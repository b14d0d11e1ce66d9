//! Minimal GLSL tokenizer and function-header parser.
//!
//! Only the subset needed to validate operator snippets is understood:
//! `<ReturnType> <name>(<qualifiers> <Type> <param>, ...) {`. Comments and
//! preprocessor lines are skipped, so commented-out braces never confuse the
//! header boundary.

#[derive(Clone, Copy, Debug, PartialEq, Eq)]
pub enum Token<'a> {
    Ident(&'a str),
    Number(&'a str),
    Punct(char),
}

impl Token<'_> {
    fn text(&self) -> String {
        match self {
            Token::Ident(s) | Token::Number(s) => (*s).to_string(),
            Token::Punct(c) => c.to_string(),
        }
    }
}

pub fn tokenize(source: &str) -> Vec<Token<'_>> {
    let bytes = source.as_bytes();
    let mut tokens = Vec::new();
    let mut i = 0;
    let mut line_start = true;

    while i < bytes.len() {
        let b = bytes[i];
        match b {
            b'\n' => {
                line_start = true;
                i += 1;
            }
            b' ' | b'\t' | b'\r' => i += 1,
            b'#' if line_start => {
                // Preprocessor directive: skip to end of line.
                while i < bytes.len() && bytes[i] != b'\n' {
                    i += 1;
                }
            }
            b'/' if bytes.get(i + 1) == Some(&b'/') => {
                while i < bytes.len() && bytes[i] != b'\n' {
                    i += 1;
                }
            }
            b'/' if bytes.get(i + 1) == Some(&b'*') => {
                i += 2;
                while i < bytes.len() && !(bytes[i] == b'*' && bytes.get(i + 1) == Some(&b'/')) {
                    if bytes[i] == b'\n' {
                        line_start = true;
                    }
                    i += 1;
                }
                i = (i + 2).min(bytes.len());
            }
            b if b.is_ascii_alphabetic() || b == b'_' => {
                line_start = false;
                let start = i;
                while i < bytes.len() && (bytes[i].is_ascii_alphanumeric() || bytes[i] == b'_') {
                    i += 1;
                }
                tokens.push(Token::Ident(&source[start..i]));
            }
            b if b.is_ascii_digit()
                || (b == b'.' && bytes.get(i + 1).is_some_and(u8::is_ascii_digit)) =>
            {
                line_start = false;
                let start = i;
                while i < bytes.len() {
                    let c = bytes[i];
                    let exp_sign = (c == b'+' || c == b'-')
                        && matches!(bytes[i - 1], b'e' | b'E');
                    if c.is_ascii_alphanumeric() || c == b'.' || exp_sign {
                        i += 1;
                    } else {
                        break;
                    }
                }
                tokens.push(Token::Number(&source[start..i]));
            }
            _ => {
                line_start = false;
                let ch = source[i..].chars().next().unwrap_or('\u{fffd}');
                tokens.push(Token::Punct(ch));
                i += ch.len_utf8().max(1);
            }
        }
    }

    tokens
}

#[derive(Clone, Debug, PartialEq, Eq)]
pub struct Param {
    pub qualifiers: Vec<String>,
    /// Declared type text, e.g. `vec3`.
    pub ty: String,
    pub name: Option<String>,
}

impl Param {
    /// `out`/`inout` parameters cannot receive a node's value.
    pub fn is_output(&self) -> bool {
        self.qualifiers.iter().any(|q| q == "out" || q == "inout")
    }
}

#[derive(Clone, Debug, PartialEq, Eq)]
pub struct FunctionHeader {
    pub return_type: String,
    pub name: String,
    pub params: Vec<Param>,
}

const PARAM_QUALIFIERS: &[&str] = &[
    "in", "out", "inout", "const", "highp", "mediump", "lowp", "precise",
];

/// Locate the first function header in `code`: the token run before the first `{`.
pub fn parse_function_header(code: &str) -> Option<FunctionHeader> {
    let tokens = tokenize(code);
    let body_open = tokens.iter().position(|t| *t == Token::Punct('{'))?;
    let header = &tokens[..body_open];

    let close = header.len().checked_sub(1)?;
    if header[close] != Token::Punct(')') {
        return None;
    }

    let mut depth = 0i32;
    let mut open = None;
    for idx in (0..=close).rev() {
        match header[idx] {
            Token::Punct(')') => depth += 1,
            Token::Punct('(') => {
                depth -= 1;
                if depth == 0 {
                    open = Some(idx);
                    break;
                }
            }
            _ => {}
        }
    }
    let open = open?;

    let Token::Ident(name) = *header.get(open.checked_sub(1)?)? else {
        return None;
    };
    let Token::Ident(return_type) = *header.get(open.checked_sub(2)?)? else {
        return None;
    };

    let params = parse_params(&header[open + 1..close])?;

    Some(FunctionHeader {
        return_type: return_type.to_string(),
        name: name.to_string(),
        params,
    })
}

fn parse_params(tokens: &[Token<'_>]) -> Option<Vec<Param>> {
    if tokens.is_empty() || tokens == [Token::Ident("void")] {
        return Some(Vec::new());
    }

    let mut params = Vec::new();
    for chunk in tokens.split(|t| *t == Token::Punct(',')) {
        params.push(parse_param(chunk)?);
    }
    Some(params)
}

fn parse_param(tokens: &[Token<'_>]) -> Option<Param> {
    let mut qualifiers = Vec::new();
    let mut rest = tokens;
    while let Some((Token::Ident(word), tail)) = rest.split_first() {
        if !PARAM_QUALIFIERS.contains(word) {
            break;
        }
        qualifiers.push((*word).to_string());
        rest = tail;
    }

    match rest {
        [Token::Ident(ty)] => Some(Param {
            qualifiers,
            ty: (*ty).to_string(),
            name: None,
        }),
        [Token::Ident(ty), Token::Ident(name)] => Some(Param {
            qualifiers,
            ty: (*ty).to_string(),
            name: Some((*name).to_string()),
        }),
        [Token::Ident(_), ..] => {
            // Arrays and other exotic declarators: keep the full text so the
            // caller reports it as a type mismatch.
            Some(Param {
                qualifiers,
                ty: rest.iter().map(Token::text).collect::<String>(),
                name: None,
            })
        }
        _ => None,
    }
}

- **Assigned task**
When a line above contains the string "while", copy that line.

- **Answer space**
    while i < bytes.len() {
                while i < bytes.len() && bytes[i] != b'\n' {
                while i < bytes.len() && bytes[i] != b'\n' {
                while i < bytes.len() && !(bytes[i] == b'*' && bytes.get(i + 1) == Some(&b'/')) {
                while i < bytes.len() && (bytes[i].is_ascii_alphanumeric() || bytes[i] == b'_') {
                while i < bytes.len() {
    while let Some((Token::Ident(word), tail)) = rest.split_first() {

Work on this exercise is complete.